?Final Price Realized includes Buyer’s Premium added to Hammer Price
Estimate: $ 150,000 - $ 250,000
(DECLARATION OF INDEPENDENCE.) Stone, William James; engraver. In Congress, July 4, 1776.The Unanimous Declaration of the Thirteen United States of America. Broadside on paper, 770 x 659 mm; browned, 6 small adhesive stains from old mends, dampstaining along right margin with slight color contrast, mended 30-mm tear on right margin, wear on margins not affecting text, 2 unobtrusive short closed tears, several small holes (less than 5 mm) scarcely affecting text except for the signature of William Ellery. [Washington]: engraved by W.J. Stone for the Dept. of State by order of J.Q. Adams, 4 July 1823
The Stone engraving of the Declaration of Independence is a cornerstone of Americana collecting. With America's original founding document preserved at the National Archives in Washington, Stone's work is the earliest facsimile available on the market. Legend has it that Stone dampened the original manuscript and then transferred the ink onto a copper plate by a wet transfer process. More recent scholarship suggests that Stone painstakingly traced or copied the image onto the plate over a three-year period.
By an 1823 order of the United States Congress, 200 of these Stone engravings were printed on vellum and distributed to high-ranking federal officials, state governors, and universities. A 1991 census identified 31 surviving copies of these vellum copies, mostly in institutional hands; a small number of additional copies have surfaced since. In addition to the vellum copies, Stone also printed an unknown number of additional copies on paper, possibly as proofs or for his personal use. The exact number of these paper copies is unknown, but they appear to have had a much more limited run than the official vellum version. This is only the third paper copy to appear at auction, the other two being at Christie's Los Angeles, 31 January 2002 and Christie's New York, 14 June 2006.
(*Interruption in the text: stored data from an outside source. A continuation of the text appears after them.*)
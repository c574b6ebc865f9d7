//! services/api/src/extract/docx.rs
//!
//! DOCX text extraction. A .docx file is a zip archive whose document body
//! lives in `word/document.xml`; the visible text is the content of the
//! `<w:t>` runs. Parse failure is fatal for this format: there is no
//! fallback path.

use super::ExtractError;
use quick_xml::events::Event;
use quick_xml::Reader;
use std::io::Read;

/// Extracts the paragraph text of an in-memory DOCX document.
pub fn extract_text(bytes: &[u8]) -> Result<String, ExtractError> {
    let cursor = std::io::Cursor::new(bytes);
    let mut archive = zip::ZipArchive::new(cursor).map_err(|_| ExtractError::Docx)?;
    let mut document = archive
        .by_name("word/document.xml")
        .map_err(|_| ExtractError::Docx)?;
    let mut xml = String::new();
    document
        .read_to_string(&mut xml)
        .map_err(|_| ExtractError::Docx)?;

    let mut reader = Reader::from_str(&xml);
    let mut text = String::new();
    let mut in_text_run = false;
    loop {
        match reader.read_event() {
            Ok(Event::Start(e)) if e.name().as_ref() == b"w:t" => in_text_run = true,
            Ok(Event::End(e)) => match e.name().as_ref() {
                b"w:t" => in_text_run = false,
                // Paragraph boundaries become line breaks.
                b"w:p" => text.push('\n'),
                _ => {}
            },
            Ok(Event::Text(t)) if in_text_run => {
                let run = t.unescape().map_err(|_| ExtractError::Docx)?;
                text.push_str(&run);
            }
            Ok(Event::Eof) => break,
            Err(_) => return Err(ExtractError::Docx),
            _ => {}
        }
    }
    Ok(text)
}

#[cfg(test)]
mod tests {
    use super::*;
    use std::io::Write;

    fn docx_with_document_xml(xml: &str) -> Vec<u8> {
        let mut archive = zip::ZipWriter::new(std::io::Cursor::new(Vec::new()));
        archive
            .start_file("word/document.xml", zip::write::SimpleFileOptions::default())
            .unwrap();
        archive.write_all(xml.as_bytes()).unwrap();
        archive.finish().unwrap().into_inner()
    }

    #[test]
    fn text_runs_are_joined_and_paragraphs_become_lines() {
        let bytes = docx_with_document_xml(concat!(
            r#"<w:document xmlns:w="http://schemas.openxmlformats.org/wordprocessingml/2006/main">"#,
            r#"<w:body>"#,
            r#"<w:p><w:r><w:t>First </w:t></w:r><w:r><w:t>paragraph.</w:t></w:r></w:p>"#,
            r#"<w:p><w:r><w:t>Second paragraph.</w:t></w:r></w:p>"#,
            r#"</w:body></w:document>"#,
        ));
        let text = extract_text(&bytes).unwrap();
        assert_eq!(text, "First paragraph.\nSecond paragraph.\n");
    }

    #[test]
    fn entities_inside_runs_are_unescaped() {
        let bytes = docx_with_document_xml(concat!(
            r#"<w:document xmlns:w="http://schemas.openxmlformats.org/wordprocessingml/2006/main">"#,
            r#"<w:body><w:p><w:r><w:t>Fish &amp; chips</w:t></w:r></w:p></w:body></w:document>"#,
        ));
        assert_eq!(extract_text(&bytes).unwrap(), "Fish & chips\n");
    }

    #[test]
    fn archive_without_the_document_part_fails() {
        let mut archive = zip::ZipWriter::new(std::io::Cursor::new(Vec::new()));
        archive
            .start_file("word/other.xml", zip::write::SimpleFileOptions::default())
            .unwrap();
        archive.write_all(b"<w:document/>").unwrap();
        let bytes = archive.finish().unwrap().into_inner();
        assert!(extract_text(&bytes).is_err());
    }

    #[test]
    fn non_archive_bytes_fail() {
        assert!(extract_text(b"plain text, not a zip").is_err());
    }
}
A comparison of the present paper copy with an official vellum copy at the New Haven Colony Historical Society demonstrates that they were printed from the same plate without major alterations. The crosshatching within the thicker lines is identical, without reinforcement. The plate was later altered to produce copies for Peter Force's American Archives series, with the original engraver's imprint rubbed out and a similar imprint added in the lower left beneath the signatures. Recent research by Seth Kaller, Inc. indicates that these Force copies were printed from the altered plate by Stone in 1833, although they were not bound into volumes and released until 1848. The present copy has the original imprint in the upper corners, and thus was printed before 1833.
This particular copy of the Stone declaration comes with an interesting provenance. According to family tradition, it was a gift from John Murray Forbes, then the American charge d'affaires in Argentina, to Juan Manuel de Rosas, the governor of Buenos Aires who was gradually assuming power as de facto ruler of Argentina. The gift would have been made between 1829, when Rosas first rose to power, and the death of Forbes in 1831. Rosas was overthrown in 1852, and spent the remainder of his life in exile in Southampton, England with his only daughter Manuela Rosas Terrero and her husband Maximo Terrero. During his final years, not long before his death in 1877, Rosas received a visit from other Terrero family members residing in Argentina. The exiled ruler reputedly gave this copy of the Declaration of Independence to his daughter's young nephew Juan Manuel Terrero as a memento. It has been in the possession of Terrero and his heirs ever since. This Stone Declaration of Independence is likely the only one which has spent most of its life in Argentina.
References: John Bidwell, "American History in Image and Text," Proceedings of the American Antiquarian Society 98:2 (October 1988), 247-302; William R. Coleman, "Counting the Stones--A Census of the Stone Facsimiles of the Declaration of Independence," Manuscripts XLIII:2 (Spring 1991), 97-105.